10日間のコロナ感染自宅待機期間が終了。神保町へ繰り出す。偶然入った「はちまき」の天丼が旨かった。量もたっぷりでこれが800円とは驚きである。昭和6年創業の老舗だそうだ。さらに偶然見つけたjazz喫茶Big Boyでアイス・コーヒーを飲みながら小一時間過ごす。スピーカーはJBL。ものすごくいい音でLPが鳴っていて感動する。
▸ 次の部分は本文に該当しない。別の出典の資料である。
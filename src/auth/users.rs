/**
 * User Model and Database Operations
 *
 * This module handles user records and the database operations on them.
 * A user is keyed by email; the password hash is optional because accounts
 * provisioned through a third-party sign-in never get one.
 */

use chrono::{DateTime, Utc};
use serde::{Deserialize, Serialize};
use sqlx::PgPool;
use uuid::Uuid;

/// User struct representing a user in the database
#[derive(Debug, Clone, Serialize, Deserialize, sqlx::FromRow)]
pub struct User {
    /// Unique user ID (UUID)
    pub id: Uuid,
    /// User email address (unique, exact-match key)
    pub email: String,
    /// Hashed password (bcrypt); `None` for accounts created by a
    /// third-party sign-in
    #[serde(skip_serializing)]
    pub password_hash: Option<String>,
    /// Created at timestamp
    pub created_at: DateTime<Utc>,
    /// Updated at timestamp
    pub updated_at: DateTime<Utc>,
}

impl User {
    /// Whether this account can attempt a password sign-in at all
    pub fn has_password(&self) -> bool {
        self.password_hash.is_some()
    }
}

/// Create a new user
///
/// # Arguments
/// * `pool` - Database connection pool
/// * `email` - User email
/// * `password_hash` - Hashed password, or `None` for externally
///   authenticated accounts
///
/// # Returns
/// Created user or error. A unique-constraint violation on `email` is
/// returned as-is so callers can map it to a conflict.
pub async fn create_user(
    pool: &PgPool,
    email: &str,
    password_hash: Option<&str>,
) -> Result<User, sqlx::Error> {
    let id = Uuid::new_v4();
    let now = Utc::now();

    let user = sqlx::query_as::<_, User>(
        r#"
        INSERT INTO users (id, email, password_hash, created_at, updated_at)
        VALUES ($1, $2, $3, $4, $5)
        RETURNING id, email, password_hash, created_at, updated_at
        "#,
    )
    .bind(id)
    .bind(email)
    .bind(password_hash)
    .bind(now)
    .bind(now)
    .fetch_one(pool)
    .await?;

    Ok(user)
}

/// Get user by email
///
/// # Arguments
/// * `pool` - Database connection pool
/// * `email` - User email
///
/// # Returns
/// User or None if not found
pub async fn get_user_by_email(pool: &PgPool, email: &str) -> Result<Option<User>, sqlx::Error> {
    let user = sqlx::query_as::<_, User>(
        r#"
        SELECT id, email, password_hash, created_at, updated_at
        FROM users
        WHERE email = $1
        "#,
    )
    .bind(email)
    .fetch_optional(pool)
    .await?;

    Ok(user)
}

/// Get user by ID
///
/// # Arguments
/// * `pool` - Database connection pool
/// * `id` - User ID
///
/// # Returns
/// User or None if not found
pub async fn get_user_by_id(pool: &PgPool, id: Uuid) -> Result<Option<User>, sqlx::Error> {
    let user = sqlx::query_as::<_, User>(
        r#"
        SELECT id, email, password_hash, created_at, updated_at
        FROM users
        WHERE id = $1
        "#,
    )
    .bind(id)
    .fetch_optional(pool)
    .await?;

    Ok(user)
}
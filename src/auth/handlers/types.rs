/**
 * Authentication Handler Types
 *
 * Request and response types shared by the registration, login, OAuth and
 * current-user handlers.
 */

use serde::{Deserialize, Serialize};

use crate::auth::users::User;

/// Registration request
#[derive(Deserialize, Serialize, Debug)]
pub struct RegisterRequest {
    /// User's email address
    pub email: String,
    /// User's password (hashed before storage, never stored as-is)
    pub password: String,
}

/// Login request
#[derive(Deserialize, Serialize, Debug)]
pub struct LoginRequest {
    /// User's email address
    pub email: String,
    /// User's password (verified against the stored hash)
    pub password: String,
}

/// Auth response
///
/// Returned by the login handler. Contains the session token and the
/// public user representation.
#[derive(Serialize, Deserialize, Debug)]
pub struct AuthResponse {
    /// JWT session token (30-day expiration)
    pub token: String,
    /// User information (without sensitive data)
    pub user: UserResponse,
}

/// User response (without sensitive data)
///
/// The only user representation that crosses the HTTP boundary; the
/// password hash never does.
#[derive(Serialize, Deserialize, Debug, Clone)]
pub struct UserResponse {
    /// User's unique ID (UUID)
    pub id: String,
    /// User's email address
    pub email: String,
}

impl From<User> for UserResponse {
    fn from(user: User) -> Self {
        Self {
            id: user.id.to_string(),
            email: user.email,
        }
    }
}

/// Parameters a provider sends back to the OAuth callback
///
/// GitHub and Google deliver these as query parameters; Apple posts them
/// as a form. A user who cancels at the provider comes back with `error`
/// set instead of `code`.
#[derive(Deserialize, Debug, Default)]
pub struct CallbackParams {
    pub code: Option<String>,
    pub state: Option<String>,
    pub error: Option<String>,
}
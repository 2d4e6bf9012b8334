//! Error Module
//!
//! Error taxonomy for the authentication service and its conversion to
//! HTTP responses.
//!
//! # Module Structure
//!
//! ```text
//! error/
//! ├── mod.rs        - Module exports
//! ├── types.rs      - Error type, status and public-message mapping
//! └── conversion.rs - IntoResponse implementation
//! ```
//!
//! # Taxonomy
//!
//! - `InvalidInput` (400) - client mistake, user corrects and resubmits
//! - `Conflict` (409) - email already registered
//! - `Denied` (401) - authentication refused; carries a [`DenyReason`]
//! - `ProviderNotConfigured` / `StoreUnavailable` (503)
//! - `Storage` / `Hashing` / `Token` / `OAuth` (500) - infrastructure
//!   faults, surfaced without internal detail
//!
//! No operation is retried automatically; every failure is surfaced to
//! the caller for explicit re-attempt.
//!
//! [`DenyReason`]: crate::auth::decision::DenyReason

/// Error type definitions
pub mod types;

/// Error conversion implementations
pub mod conversion;

// Re-export commonly used types
pub use types::AuthError;
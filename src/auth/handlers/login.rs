/**
 * Login Handler
 *
 * This module implements the credential sign-in handler for
 * POST /api/auth/login.
 *
 * # Authentication Process
 *
 * 1. Build a credentials sign-in attempt from the request
 * 2. Run it through the authentication decision
 * 3. On allow, issue a session token and return it with the user info
 *
 * # Security
 *
 * - Passwords are verified with bcrypt inside the decision logic
 * - Every denial answers 401 with the same body, so clients cannot
 *   distinguish "no such user" from "incorrect password"; the precise
 *   reason goes to the log only
 */

use axum::{extract::State, response::Json};
use sqlx::PgPool;

use crate::auth::decision::{decide, Decision, SignInAttempt};
use crate::auth::handlers::types::{AuthResponse, LoginRequest};
use crate::auth::sessions::create_token;
use crate::error::AuthError;

/// Login handler
///
/// # Arguments
///
/// * `State(pool)` - Database connection pool
/// * `Json(request)` - Login request containing email and password
///
/// # Returns
///
/// JSON response with the session token and user info, or an error
///
/// # Errors
///
/// * `401 Unauthorized` - unknown email, wrong password, or an account
///   that has no password (provisioned through a third-party sign-in)
/// * `503 Service Unavailable` - database not configured
/// * `500 Internal Server Error` - token generation failure
pub async fn login(
    State(pool): State<Option<PgPool>>,
    Json(request): Json<LoginRequest>,
) -> Result<Json<AuthResponse>, AuthError> {
    let pool = pool.ok_or_else(|| {
        tracing::error!("Database not configured");
        AuthError::StoreUnavailable
    })?;
    tracing::info!("Login request for: {}", request.email);

    let attempt = SignInAttempt::Credentials {
        email: request.email,
        password: request.password,
    };

    let user = match decide(&pool, attempt).await {
        Decision::Allow(user) => user,
        Decision::Deny(reason) => {
            tracing::warn!("Credential sign-in denied: {}", reason);
            return Err(AuthError::Denied(reason));
        }
    };

    let token = create_token(user.id, user.email.clone())?;

    tracing::info!("User logged in successfully: {}", user.email);

    Ok(Json(AuthResponse {
        token,
        user: user.into(),
    }))
}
岩波ホールはコロナの影響で経営難となり、本日で閉館となる。淋しい限りだ。滑り込みでヘルツォークの作品を観られて幸運だった。

               ★

放浪作家チャトウィンに対するヘルツォーク監督のシンパシーが全面にあらわれた、重く、美しい詩的な作品だった。HIVに冒され痩せこけて必死に呼吸する晩年のチャトゥインの映像が無残で痛ましい。死について想う。ヘルツォーク自身の雪山登攀中の決死のビバーク映像もまた極限に追い込まれる生命の姿である。ヘルツォークの映像は力強い。死の背後からうっすらと光を放つ寡黙で強烈な生のエネルギーを感じる。

               ★

エチオピアから誕生し大いなる旅の果てにホモ・サピエンス南アメリカ大陸の南端に辿り着いた。100年前に撮影されたティエラ・デル・フエゴの放浪の民の映像の何と衝撃的なことか。さまざまボディ・ペインティングの意味はわからないのだそうだ。謎に包まれた最果ての民。彼らの姿にホモ・サピエンスの辿った旅の全貌があぶりだされているような気がして不思議な高揚感に包まれる。チャトゥインの『パタゴニア』を読まなくては。

               ★

「ソングライン」とはチャトゥインの造語だそうだ。チャトウインのエクリチュールは厳密な民族学的考証からは逸脱するのだろう。ではその営為を詩学と呼ぼう。充実したパンフレットに掲載された池澤夏樹管啓次郎のチャトゥイン論のコントラストが非常に興味深かった。